I'm making a simple text-based RPG, where the player is the owner of five creatures that battle other teams for loot, experience and glory. I am using Python, and a curses emulator. I have a static ASCII over-world map. My character, represented by a glyph, can move about this static map. There are locations all over the map that the character can visit, that break down into two categories:
Towns, which are a series of menus that will allow the player to buy equipment for his team, hire new recruits or do other things.
Arenas, where the player's team will have a "battle" interface with actions he can perform, messages about the fight, etc. Later, I may include an ASCII representation of the fight; but for now, just screens of information, with action prompts, will be displayed.
What kind of design or structure should I use to implement movement between an over-world map and a menu system?

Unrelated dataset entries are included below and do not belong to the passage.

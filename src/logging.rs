//! Tracing subscriber for the command-line front end.
//!
//! Progress reaches the terminal as transfer events. Diagnostics go to the
//! systemd journal when enabled and reachable, otherwise to a daily log file
//! in the configured directory.

use anyhow::{Context, Result};
use std::sync::OnceLock;
use tracing_appender::non_blocking::WorkerGuard;
use tracing_subscriber::{fmt, layer::SubscriberExt, util::SubscriberInitExt, EnvFilter};

use crate::config::LoggingConfig;

const LOG_ENV: &str = "PIWIGO_DIGIKAM_LOG";
const LOG_FILE_PREFIX: &str = "piwigo-digikam.log";

// Dropping the guard stops the background writer.
static FILE_GUARD: OnceLock<WorkerGuard> = OnceLock::new();

/// Filter directive to use: a non-blank `PIWIGO_DIGIKAM_LOG` wins over the
/// configured level.
fn filter_directive(env_value: Option<String>, config: &LoggingConfig) -> String {
    env_value
        .map(|value| value.trim().to_string())
        .filter(|value| !value.is_empty())
        .unwrap_or_else(|| config.level.clone())
}

/// Install the global subscriber.
pub fn init(config: &LoggingConfig) -> Result<()> {
    let directive = filter_directive(std::env::var(LOG_ENV).ok(), config);
    let filter = EnvFilter::try_new(&directive)
        .with_context(|| format!("Invalid log filter '{}'", directive))?;

    #[cfg(target_os = "linux")]
    {
        if config.journald {
            if let Ok(journald) = tracing_journald::layer() {
                tracing_subscriber::registry()
                    .with(filter)
                    .with(journald)
                    .try_init()?;
                tracing::info!("Logging to journald ({})", directive);
                return Ok(());
            }
        }
    }

    let dir = config.directory();
    std::fs::create_dir_all(&dir)
        .with_context(|| format!("Cannot create log directory {:?}", dir))?;

    let appender = tracing_appender::rolling::daily(&dir, LOG_FILE_PREFIX);
    let (writer, guard) = tracing_appender::non_blocking(appender);
    let _ = FILE_GUARD.set(guard);

    tracing_subscriber::registry()
        .with(filter)
        .with(fmt::layer().with_writer(writer).with_ansi(false))
        .try_init()?;

    tracing::info!("Logging to {:?} ({})", dir, directive);
    Ok(())
}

Right now, the game goes through a master loop that waits for keyboard input, and then moves the player about the screen. Upon keyboard input, the player coordinates are checked against a list of location objects, and if the player coordinates match a locations coordinates, then... I am not sure.
I'm not sure if I should call a separate function, to initiate either a menu or combat mode, or if I should create some kind of new GameMode
object that contains a method for drawing the screen and printing the necessary info. If I go that way, I am not sure how to pass my players team data into this object.
My main concern is passing around the program flow into all of these objects. Should I be calling straight functions for different parts of my game, and objects to represent "things" within my game? I was reading about the MVC pattern, and how this kind of problem might benefit from decoupling the GUI from the game logic and user input, but I have no idea how this applies to my game.